[Opening Given records section]

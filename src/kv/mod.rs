//! The replicated key/value layer: a deterministic state machine applied
//! from the consensus log, its request handlers, and the client.

mod client;
mod command;
mod server;

pub use client::Clerk;
pub use command::{
    ClientId, Command, Endpoint, ErrCode, GetArgs, GetReply, Mutation, Op, PutAppendArgs,
    PutAppendReply, RequestId,
};
pub use server::Server;

/// How long a request handler waits for its operation to come back through
/// the apply channel before telling the client to retry. Tuned above a
/// heartbeat round-trip but below the election timeout.
pub const RESULT_TIMEOUT: std::time::Duration = std::time::Duration::from_millis(240);
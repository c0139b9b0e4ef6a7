#![warn(clippy::all)]
#![allow(clippy::module_inception)]
#![allow(clippy::type_complexity)]

pub mod encoding;
pub mod error;
pub mod kv;
pub mod lin;
pub mod raft;

pub use error::{Error, Result};
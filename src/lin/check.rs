use super::{Bitset, Event, Model, Operation};

use std::collections::HashMap;
use std::sync::atomic::{AtomicBool, Ordering};
use std::time::{Duration, Instant};

/// The nil arena index.
const NIL: usize = usize::MAX;

/// Checks whether a history of completed operations is linearizable under
/// the model: whether some total order of the operations respects both the
/// observed real-time order and the model's sequential behavior. The
/// history is partitioned by the model and each partition is searched on
/// its own worker thread, stopping early on the first violation.
///
/// With a timeout, an undecided check is reported as success once time runs
/// out: an exhaustive search can be factorial, and a false violation is
/// worse than an inconclusive pass. Callers pick timeouts accordingly.
pub fn check_operations<M: Model>(
    model: &M,
    history: Vec<Operation<M::Input, M::Output>>,
    timeout: Option<Duration>,
) -> bool {
    let partitions = model.partition(history).into_iter().map(Partition::from_operations).collect();
    check_partitions(model, partitions, timeout)
}

/// Like check_operations, for an interleaved call/return event stream.
/// Every call must have a matching return; ids are renumbered internally.
pub fn check_events<M: Model>(
    model: &M,
    events: Vec<Event<M::Input, M::Output>>,
    timeout: Option<Duration>,
) -> bool {
    let partitions = model.partition_events(events).into_iter().map(Partition::from_events).collect();
    check_partitions(model, partitions, timeout)
}

/// A partition prepared for checking: per-operation inputs and outputs
/// indexed by dense operation id, and the time-ordered call/return
/// sequence.
struct Partition<I, O> {
    inputs: Vec<I>,
    outputs: Vec<O>,
    /// (is_return, id) in history order.
    sequence: Vec<(bool, usize)>,
}

impl<I, O> Partition<I, O> {
    /// Prepares a partition from completed operations, splitting each into
    /// a call and a return entry ordered by time. On ties, calls sort
    /// before returns: that widens the apparent concurrency window, which
    /// can only make the check more permissive.
    fn from_operations(ops: Vec<Operation<I, O>>) -> Self {
        let mut inputs = Vec::with_capacity(ops.len());
        let mut outputs = Vec::with_capacity(ops.len());
        let mut events = Vec::with_capacity(ops.len() * 2);
        for (id, op) in ops.into_iter().enumerate() {
            events.push((op.call, false, id));
            events.push((op.ret, true, id));
            inputs.push(op.input);
            outputs.push(op.output);
        }
        events.sort_by_key(|&(time, is_return, _)| (time, is_return));
        let sequence = events.into_iter().map(|(_, is_return, id)| (is_return, id)).collect();
        Self { inputs, outputs, sequence }
    }

    /// Prepares a partition from an event stream, renumbering ids to a
    /// dense 0..n space in order of first appearance.
    fn from_events(events: Vec<Event<I, O>>) -> Self {
        let mut ids = HashMap::new();
        let mut inputs = Vec::new();
        let mut outputs: Vec<Option<O>> = Vec::new();
        let mut sequence = Vec::with_capacity(events.len());
        for event in events {
            let next = ids.len();
            let id = *ids.entry(event.id()).or_insert(next);
            match event {
                Event::Call { input, .. } => {
                    assert_eq!(id, inputs.len(), "duplicate call id");
                    inputs.push(input);
                    outputs.push(None);
                    sequence.push((false, id));
                }
                Event::Return { output, .. } => {
                    outputs[id] = Some(output);
                    sequence.push((true, id));
                }
            }
        }
        let outputs = outputs.into_iter().map(|o| o.expect("call without return")).collect();
        Self { inputs, outputs, sequence }
    }
}

/// Checks all partitions in parallel. A kill flag short-circuits the other
/// workers as soon as any partition fails, and stops them after a timeout.
fn check_partitions<M: Model>(
    model: &M,
    partitions: Vec<Partition<M::Input, M::Output>>,
    timeout: Option<Duration>,
) -> bool {
    let kill = AtomicBool::new(false);
    let (result_tx, result_rx) = crossbeam::channel::unbounded();

    std::thread::scope(|scope| {
        for partition in &partitions {
            let result_tx = result_tx.clone();
            let kill = &kill;
            scope.spawn(move || {
                let _ = result_tx.send(check_partition(model, partition, kill));
            });
        }
        drop(result_tx);

        let deadline = timeout.map(|timeout| Instant::now() + timeout);
        let mut ok = true;
        for _ in 0..partitions.len() {
            let result = match deadline {
                Some(deadline) => result_rx.recv_deadline(deadline).ok(),
                None => result_rx.recv().ok(),
            };
            match result {
                Some(true) => continue,
                Some(false) => {
                    ok = false;
                    break;
                }
                // Out of time: report inconclusive success.
                None => break,
            }
        }
        // Unblock any still-running workers so the scope can join them.
        kill.store(true, Ordering::Relaxed);
        ok
    })
}

/// An entry in the arena-allocated doubly linked list the search runs over.
/// Links are arena indices rather than pointers; the nodes of one check are
/// short-lived and the indices sidestep ownership cycles.
struct ListEntry {
    /// The operation id.
    id: usize,
    /// For a call, the arena index of its return entry; NIL for returns.
    matches: usize,
    prev: usize,
    next: usize,
}

/// Checks a single partition using Wing & Gong's backtracking search with
/// memoization. Walks the remaining history head-first looking for a call
/// whose operation the model accepts next; tentatively linearizes it by
/// lifting its call and return out of the list; and backtracks when it
/// runs into the return of an operation it hasn't linearized. Each
/// (linearized set, state) pair is visited at most once thanks to the
/// cache.
fn check_partition<M: Model>(
    model: &M,
    partition: &Partition<M::Input, M::Output>,
    kill: &AtomicBool,
) -> bool {
    let Partition { inputs, outputs, sequence } = partition;
    let n = inputs.len();

    // Build the linked list: arena slot 0 is the head sentinel, the
    // entries follow in history order.
    let mut nodes = Vec::with_capacity(sequence.len() + 1);
    nodes.push(ListEntry { id: NIL, matches: NIL, prev: NIL, next: 1 });
    let mut returns = HashMap::with_capacity(n);
    for (at, &(is_return, id)) in sequence.iter().enumerate() {
        let at = at + 1;
        nodes.push(ListEntry { id, matches: NIL, prev: at - 1, next: at + 1 });
        if is_return {
            returns.insert(id, at);
        }
    }
    nodes.last_mut().expect("empty arena").next = NIL;
    for at in 1..nodes.len() {
        if let Some(&ret) = returns.get(&nodes[at].id) {
            if ret != at {
                nodes[at].matches = ret;
            }
        }
    }

    let head = 0;
    let mut linearized = Bitset::new(n);
    let mut cache: HashMap<u64, Vec<(Bitset, M::State)>> = HashMap::new();
    let mut calls: Vec<(usize, M::State)> = Vec::new();
    let mut state = model.init();
    let mut entry = nodes[head].next;

    while nodes[head].next != NIL {
        if kill.load(Ordering::Relaxed) {
            return false;
        }

        if nodes[entry].matches != NIL {
            // A call whose operation we can try to linearize next.
            let id = nodes[entry].id;
            match model.step(&state, &inputs[id], &outputs[id]) {
                Some(new_state) => {
                    let mut new_linearized = linearized.clone();
                    new_linearized.set(id);
                    let seen = cache.get(&new_linearized.hash()).is_some_and(|entries| {
                        entries
                            .iter()
                            .any(|(b, s)| *b == new_linearized && model.equal(s, &new_state))
                    });
                    if !seen {
                        // Commit to this operation: remember it for
                        // backtracking, lift it out of the history, and
                        // restart at the head.
                        cache
                            .entry(new_linearized.hash())
                            .or_default()
                            .push((new_linearized, new_state.clone()));
                        calls.push((entry, state));
                        state = new_state;
                        linearized.set(id);
                        lift(&mut nodes, entry);
                        entry = nodes[head].next;
                    } else {
                        // Already explored this frontier; try the next
                        // candidate.
                        entry = nodes[entry].next;
                    }
                }
                None => entry = nodes[entry].next,
            }
        } else {
            // The return of an operation we haven't linearized: nothing
            // further down may be linearized before it, so backtrack. If
            // there's nothing to undo, the history is not linearizable.
            let Some((top, previous_state)) = calls.pop() else {
                return false;
            };
            state = previous_state;
            linearized.clear(nodes[top].id);
            unlift(&mut nodes, top);
            entry = nodes[top].next;
        }
    }
    true
}

/// Removes a call entry and its return from the list.
fn lift(nodes: &mut [ListEntry], call: usize) {
    let (prev, next) = (nodes[call].prev, nodes[call].next);
    nodes[prev].next = next;
    if next != NIL {
        nodes[next].prev = prev;
    }
    let ret = nodes[call].matches;
    let (prev, next) = (nodes[ret].prev, nodes[ret].next);
    nodes[prev].next = next;
    if next != NIL {
        nodes[next].prev = prev;
    }
}

/// Reinserts a call entry and its return, undoing lift(). Only valid in
/// reverse lift order, so the stashed neighbor links are current.
fn unlift(nodes: &mut [ListEntry], call: usize) {
    let ret = nodes[call].matches;
    let (prev, next) = (nodes[ret].prev, nodes[ret].next);
    nodes[prev].next = ret;
    if next != NIL {
        nodes[next].prev = ret;
    }
    let (prev, next) = (nodes[call].prev, nodes[call].next);
    nodes[prev].next = call;
    if next != NIL {
        nodes[next].prev = call;
    }
}
use serde_derive::{Deserialize, Serialize};

/// A replikv error.
#[derive(Clone, Debug, PartialEq, Serialize, Deserialize)]
pub enum Error {
    /// The operation was aborted and must be retried, typically because the
    /// replica is not the leader or lost leadership while processing it.
    Abort,
    /// Invalid data, e.g. corrupt persisted state or an undecodable command.
    /// Fatal during replica startup.
    InvalidData(String),
    /// Invalid user input or request.
    InvalidInput(String),
    /// An IO or channel error.
    IO(String),
}

impl std::error::Error for Error {}

impl std::fmt::Display for Error {
    fn fmt(&self, f: &mut std::fmt::Formatter<'_>) -> std::fmt::Result {
        match self {
            Error::Abort => write!(f, "operation aborted"),
            Error::InvalidData(msg) => write!(f, "invalid data: {msg}"),
            Error::InvalidInput(msg) => write!(f, "invalid input: {msg}"),
            Error::IO(msg) => write!(f, "io error: {msg}"),
        }
    }
}

/// A replikv result returning Error.
pub type Result<T> = std::result::Result<T, Error>;

impl From<Box<bincode::ErrorKind>> for Error {
    fn from(err: Box<bincode::ErrorKind>) -> Self {
        Error::InvalidData(err.to_string())
    }
}

impl From<std::io::Error> for Error {
    fn from(err: std::io::Error) -> Self {
        Error::IO(err.to_string())
    }
}

impl<T> From<crossbeam::channel::SendError<T>> for Error {
    fn from(err: crossbeam::channel::SendError<T>) -> Self {
        Error::IO(err.to_string())
    }
}

impl From<crossbeam::channel::RecvError> for Error {
    fn from(err: crossbeam::channel::RecvError) -> Self {
        Error::IO(err.to_string())
    }
}
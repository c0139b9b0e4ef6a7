//! Wraps the bincode crate to always use the same options. Notably, the
//! default serialize/deserialize functions use fixed-length integer encoding
//! while DefaultOptions uses variable-length; everything here goes through
//! DefaultOptions so persisted blobs and wire messages agree.

use crate::error::Result;

use bincode::Options as _;

/// Returns the Bincode options used throughout, initialized on first use.
fn bincode() -> &'static bincode::DefaultOptions {
    static BINCODE: std::sync::OnceLock<bincode::DefaultOptions> = std::sync::OnceLock::new();
    BINCODE.get_or_init(bincode::DefaultOptions::new)
}

/// Serializes a value using Bincode.
pub fn serialize<T: serde::Serialize>(value: &T) -> Result<Vec<u8>> {
    Ok(bincode().serialize(value)?)
}

/// Deserializes a value using Bincode.
pub fn deserialize<'de, T: serde::Deserialize<'de>>(bytes: &'de [u8]) -> Result<T> {
    Ok(bincode().deserialize(bytes)?)
}
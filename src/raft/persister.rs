use std::sync::Mutex;

/// Stable storage for a single replica: two byte blobs, one holding the
/// replica's persistent consensus state (term, vote, and log) and one holding
/// the latest state machine snapshot. The blobs must agree on the snapshot
/// point, so updates that change both go through save_state_and_snapshot().
///
/// The persister is shared between the consensus driver (which writes state
/// and snapshots) and the key/value layer (which polls the state size to
/// decide when to compact), so all access is behind a mutex.
pub struct Persister {
    inner: Mutex<Blobs>,
}

#[derive(Clone, Default)]
struct Blobs {
    raft_state: Vec<u8>,
    snapshot: Vec<u8>,
}

impl Persister {
    /// Creates an empty persister.
    pub fn new() -> Self {
        Self { inner: Mutex::new(Blobs::default()) }
    }

    /// Returns a deep copy of the persister, e.g. to restart a replica from
    /// its last persisted state.
    pub fn copy(&self) -> Self {
        let inner = self.inner.lock().expect("lock poisoned").clone();
        Self { inner: Mutex::new(inner) }
    }

    /// Saves the consensus state blob.
    pub fn save_raft_state(&self, state: Vec<u8>) {
        self.inner.lock().expect("lock poisoned").raft_state = state;
    }

    /// Returns the consensus state blob, or an empty vector if none.
    pub fn read_raft_state(&self) -> Vec<u8> {
        self.inner.lock().expect("lock poisoned").raft_state.clone()
    }

    /// Returns the size of the consensus state blob in bytes.
    pub fn raft_state_size(&self) -> usize {
        self.inner.lock().expect("lock poisoned").raft_state.len()
    }

    /// Atomically saves the consensus state and snapshot blobs. This is the
    /// only way to update the snapshot: both blobs encode the snapshot's
    /// last included index, and saving them separately could tear.
    pub fn save_state_and_snapshot(&self, state: Vec<u8>, snapshot: Vec<u8>) {
        let mut inner = self.inner.lock().expect("lock poisoned");
        inner.raft_state = state;
        inner.snapshot = snapshot;
    }

    /// Returns the snapshot blob, or an empty vector if none.
    pub fn read_snapshot(&self) -> Vec<u8> {
        self.inner.lock().expect("lock poisoned").snapshot.clone()
    }

    /// Returns the size of the snapshot blob in bytes.
    pub fn snapshot_size(&self) -> usize {
        self.inner.lock().expect("lock poisoned").snapshot.len()
    }
}

impl Default for Persister {
    fn default() -> Self {
        Self::new()
    }
}

#[cfg(test)]
mod tests {
    use super::*;

    #[test]
    fn save_and_read() {
        let persister = Persister::new();
        assert_eq!(persister.read_raft_state(), Vec::<u8>::new());
        assert_eq!(persister.raft_state_size(), 0);

        persister.save_raft_state(vec![1, 2, 3]);
        assert_eq!(persister.read_raft_state(), vec![1, 2, 3]);
        assert_eq!(persister.raft_state_size(), 3);
        assert_eq!(persister.snapshot_size(), 0);

        persister.save_state_and_snapshot(vec![4, 5], vec![6, 7, 8, 9]);
        assert_eq!(persister.read_raft_state(), vec![4, 5]);
        assert_eq!(persister.read_snapshot(), vec![6, 7, 8, 9]);
        assert_eq!(persister.snapshot_size(), 4);
    }

    #[test]
    fn copy_is_deep() {
        let persister = Persister::new();
        persister.save_state_and_snapshot(vec![1], vec![2]);

        let copy = persister.copy();
        persister.save_state_and_snapshot(vec![3], vec![4]);

        assert_eq!(copy.read_raft_state(), vec![1]);
        assert_eq!(copy.read_snapshot(), vec![2]);
    }
}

[Closing Given records section]

**What this task involves:** Working through the records, find each line containing the word "nothing" and copy it.

**Written solution:**
            // The return of an operation we haven't linearized: nothing
            // there's nothing to undo, the history is not linearizable.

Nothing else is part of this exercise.